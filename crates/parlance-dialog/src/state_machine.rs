//! Lifecycle of one intent invocation.
//!
//! Start -> HandlerRunning -> OutputCollected -> Finalized
//! HandlerRunning -> Error -> Finalized
//! Start -> Error (no handler could be resolved)

use std::fmt;

use serde::{Deserialize, Serialize};

use crate::error::DialogError;

#[derive(Debug, Clone, Copy, PartialEq, Eq, Hash, Serialize, Deserialize)]
#[serde(rename_all = "snake_case")]
pub enum InvocationState {
    Start,
    HandlerRunning,
    OutputCollected,
    Error,
    Finalized,
}

impl fmt::Display for InvocationState {
    fn fmt(&self, f: &mut fmt::Formatter<'_>) -> fmt::Result {
        let s = match self {
            InvocationState::Start => "start",
            InvocationState::HandlerRunning => "handler_running",
            InvocationState::OutputCollected => "output_collected",
            InvocationState::Error => "error",
            InvocationState::Finalized => "finalized",
        };
        f.write_str(s)
    }
}

pub fn validate_transition(from: InvocationState, to: InvocationState) -> Result<(), DialogError> {
    use InvocationState::*;

    let valid = matches!(
        (from, to),
        (Start, HandlerRunning)
            | (Start, Error)
            | (HandlerRunning, OutputCollected)
            | (HandlerRunning, Error)
            | (OutputCollected, Finalized)
            | (Error, Finalized)
    );

    if valid {
        Ok(())
    } else {
        Err(DialogError::InvalidTransition(from, to))
    }
}

/// Tracks the current state and rejects out-of-order transitions.
#[derive(Debug, Clone)]
pub struct Lifecycle {
    state: InvocationState,
}

impl Lifecycle {
    pub fn new() -> Self {
        Self {
            state: InvocationState::Start,
        }
    }

    pub fn state(&self) -> InvocationState {
        self.state
    }

    pub fn advance(&mut self, to: InvocationState) -> Result<(), DialogError> {
        validate_transition(self.state, to)?;
        self.state = to;
        Ok(())
    }
}

impl Default for Lifecycle {
    fn default() -> Self {
        Self::new()
    }
}
use std::path::Path;

use serde::{Deserialize, Serialize};
use tracing::{info, warn};

use crate::error::{ParlanceError, Result};

/// Top-level configuration for a Parlance application.
///
/// Loaded from `parlance.toml` by default. Each section corresponds to one
/// subsystem.
#[derive(Debug, Clone, Default, Serialize, Deserialize)]
pub struct ParlanceConfig {
    #[serde(default)]
    pub general: GeneralConfig,
    #[serde(default)]
    pub catalog: CatalogConfig,
    #[serde(default)]
    pub cache: CacheConfig,
    #[serde(default)]
    pub sync: SyncConfig,
    #[serde(default)]
    pub server: ServerConfig,
}

impl ParlanceConfig {
    /// Load configuration from a TOML file.
    pub fn load(path: &Path) -> Result<Self> {
        let content = std::fs::read_to_string(path)?;
        let config: ParlanceConfig = toml::from_str(&content)?;
        info!("Configuration loaded from {}", path.display());
        Ok(config)
    }

    /// Load configuration from a TOML file, falling back to defaults if the
    /// file does not exist or cannot be parsed.
    pub fn load_or_default(path: &Path) -> Self {
        match Self::load(path) {
            Ok(config) => config,
            Err(e) => {
                warn!(
                    "Failed to load config from {}: {}. Using defaults.",
                    path.display(),
                    e
                );
                Self::default()
            }
        }
    }

    /// Save the current configuration to a TOML file.
    pub fn save(&self, path: &Path) -> Result<()> {
        if let Some(parent) = path.parent() {
            std::fs::create_dir_all(parent)?;
        }
        let content =
            toml::to_string_pretty(self).map_err(|e| ParlanceError::Config(e.to_string()))?;
        std::fs::write(path, content)?;
        info!("Configuration saved to {}", path.display());
        Ok(())
    }
}

/// General application settings.
#[derive(Debug, Clone, Serialize, Deserialize)]
#[serde(default)]
pub struct GeneralConfig {
    /// Log level: trace, debug, info, warn, error.
    pub log_level: String,
    /// Spoken when an intent handler fails.
    pub error_message: String,
}

impl Default for GeneralConfig {
    fn default() -> Self {
        Self {
            log_level: "info".to_string(),
            error_message: "An error occurred.".to_string(),
        }
    }
}

/// Remote NLU catalog settings.
#[derive(Debug, Clone, Serialize, Deserialize)]
#[serde(default)]
pub struct CatalogConfig {
    /// Base URL of the catalog API.
    pub base_url: String,
    /// Developer token used as a bearer token. Sync is disabled without it.
    pub token: Option<String>,
}

impl Default for CatalogConfig {
    fn default() -> Self {
        Self {
            base_url: "https://api.api.ai/v1".to_string(),
            token: None,
        }
    }
}

/// Sync cache settings.
#[derive(Debug, Clone, Default, Serialize, Deserialize)]
#[serde(default)]
pub struct CacheConfig {
    /// Directory holding the snapshot of what was last pushed remotely.
    /// Sync is disabled without it.
    pub path: Option<String>,
}

/// Start-up sync mode.
#[derive(Debug, Clone, Copy, Default, PartialEq, Eq, Serialize, Deserialize)]
#[serde(default)]
pub struct SyncConfig {
    /// Push local intents and entities to the catalog on start.
    pub update: bool,
    /// Delete cached items that are no longer declared locally.
    pub clean: bool,
    /// Make the catalog an exact mirror of local declarations.
    pub clean_force_sync: bool,
}

/// Webhook server settings.
#[derive(Debug, Clone, Serialize, Deserialize)]
#[serde(default)]
pub struct ServerConfig {
    pub host: String,
    pub port: u16,
    /// When set, `POST /webhook` requires `Authorization: Bearer <token>`.
    pub webhook_token: Option<String>,
}

impl Default for ServerConfig {
    fn default() -> Self {
        Self {
            host: "127.0.0.1".to_string(),
            port: 3000,
            webhook_token: None,
        }
    }
}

----------------

▶ **Assignment**
Write the records out once more. Each line must match.

▶ **Expected answer**
filename crates/parlance-dialog/src/state_machine.rs
//! Lifecycle of one intent invocation.
//!
//! Start -> HandlerRunning -> OutputCollected -> Finalized
//! HandlerRunning -> Error -> Finalized
//! Start -> Error (no handler could be resolved)

use std::fmt;

use serde::{Deserialize, Serialize};

use crate::error::DialogError;

#[derive(Debug, Clone, Copy, PartialEq, Eq, Hash, Serialize, Deserialize)]
#[serde(rename_all = "snake_case")]
pub enum InvocationState {
    Start,
    HandlerRunning,
    OutputCollected,
    Error,
    Finalized,
}

impl fmt::Display for InvocationState {
    fn fmt(&self, f: &mut fmt::Formatter<'_>) -> fmt::Result {
        let s = match self {
            InvocationState::Start => "start",
            InvocationState::HandlerRunning => "handler_running",
            InvocationState::OutputCollected => "output_collected",
            InvocationState::Error => "error",
            InvocationState::Finalized => "finalized",
        };
        f.write_str(s)
    }
}

pub fn validate_transition(from: InvocationState, to: InvocationState) -> Result<(), DialogError> {
    use InvocationState::*;

    let valid = matches!(
        (from, to),
        (Start, HandlerRunning)
            | (Start, Error)
            | (HandlerRunning, OutputCollected)
            | (HandlerRunning, Error)
            | (OutputCollected, Finalized)
            | (Error, Finalized)
    );

    if valid {
        Ok(())
    } else {
        Err(DialogError::InvalidTransition(from, to))
    }
}

/// Tracks the current state and rejects out-of-order transitions.
#[derive(Debug, Clone)]
pub struct Lifecycle {
    state: InvocationState,
}

impl Lifecycle {
    pub fn new() -> Self {
        Self {
            state: InvocationState::Start,
        }
    }

    pub fn state(&self) -> InvocationState {
        self.state
    }

    pub fn advance(&mut self, to: InvocationState) -> Result<(), DialogError> {
        validate_transition(self.state, to)?;
        self.state = to;
        Ok(())
    }
}

impl Default for Lifecycle {
    fn default() -> Self {
        Self::new()
    }
}
use std::path::Path;

use serde::{Deserialize, Serialize};
use tracing::{info, warn};

use crate::error::{ParlanceError, Result};

/// Top-level configuration for a Parlance application.
///
/// Loaded from `parlance.toml` by default. Each section corresponds to one
/// subsystem.
#[derive(Debug, Clone, Default, Serialize, Deserialize)]
pub struct ParlanceConfig {
    #[serde(default)]
    pub general: GeneralConfig,
    #[serde(default)]
    pub catalog: CatalogConfig,
    #[serde(default)]
    pub cache: CacheConfig,
    #[serde(default)]
    pub sync: SyncConfig,
    #[serde(default)]
    pub server: ServerConfig,
}

impl ParlanceConfig {
    /// Load configuration from a TOML file.
    pub fn load(path: &Path) -> Result<Self> {
        let content = std::fs::read_to_string(path)?;
        let config: ParlanceConfig = toml::from_str(&content)?;
        info!("Configuration loaded from {}", path.display());
        Ok(config)
    }

    /// Load configuration from a TOML file, falling back to defaults if the
    /// file does not exist or cannot be parsed.
    pub fn load_or_default(path: &Path) -> Self {
        match Self::load(path) {
            Ok(config) => config,
            Err(e) => {
                warn!(
                    "Failed to load config from {}: {}. Using defaults.",
                    path.display(),
                    e
                );
                Self::default()
            }
        }
    }

    /// Save the current configuration to a TOML file.
    pub fn save(&self, path: &Path) -> Result<()> {
        if let Some(parent) = path.parent() {
            std::fs::create_dir_all(parent)?;
        }
        let content =
            toml::to_string_pretty(self).map_err(|e| ParlanceError::Config(e.to_string()))?;
        std::fs::write(path, content)?;
        info!("Configuration saved to {}", path.display());
        Ok(())
    }
}

/// General application settings.
#[derive(Debug, Clone, Serialize, Deserialize)]
#[serde(default)]
pub struct GeneralConfig {
    /// Log level: trace, debug, info, warn, error.
    pub log_level: String,
    /// Spoken when an intent handler fails.
    pub error_message: String,
}

impl Default for GeneralConfig {
    fn default() -> Self {
        Self {
            log_level: "info".to_string(),
            error_message: "An error occurred.".to_string(),
        }
    }
}

/// Remote NLU catalog settings.
#[derive(Debug, Clone, Serialize, Deserialize)]
#[serde(default)]
pub struct CatalogConfig {
    /// Base URL of the catalog API.
    pub base_url: String,
    /// Developer token used as a bearer token. Sync is disabled without it.
    pub token: Option<String>,
}

impl Default for CatalogConfig {
    fn default() -> Self {
        Self {
            base_url: "https://api.api.ai/v1".to_string(),
            token: None,
        }
    }
}

/// Sync cache settings.
#[derive(Debug, Clone, Default, Serialize, Deserialize)]
#[serde(default)]
pub struct CacheConfig {
    /// Directory holding the snapshot of what was last pushed remotely.
    /// Sync is disabled without it.
    pub path: Option<String>,
}

/// Start-up sync mode.
#[derive(Debug, Clone, Copy, Default, PartialEq, Eq, Serialize, Deserialize)]
#[serde(default)]
pub struct SyncConfig {
    /// Push local intents and entities to the catalog on start.
    pub update: bool,
    /// Delete cached items that are no longer declared locally.
    pub clean: bool,
    /// Make the catalog an exact mirror of local declarations.
    pub clean_force_sync: bool,
}

/// Webhook server settings.
#[derive(Debug, Clone, Serialize, Deserialize)]
#[serde(default)]
pub struct ServerConfig {
    pub host: String,
    pub port: u16,
    /// When set, `POST /webhook` requires `Authorization: Bearer <token>`.
    pub webhook_token: Option<String>,
}

impl Default for ServerConfig {
    fn default() -> Self {
        Self {
            host: "127.0.0.1".to_string(),
            port: 3000,
            webhook_token: None,
        }
    }
}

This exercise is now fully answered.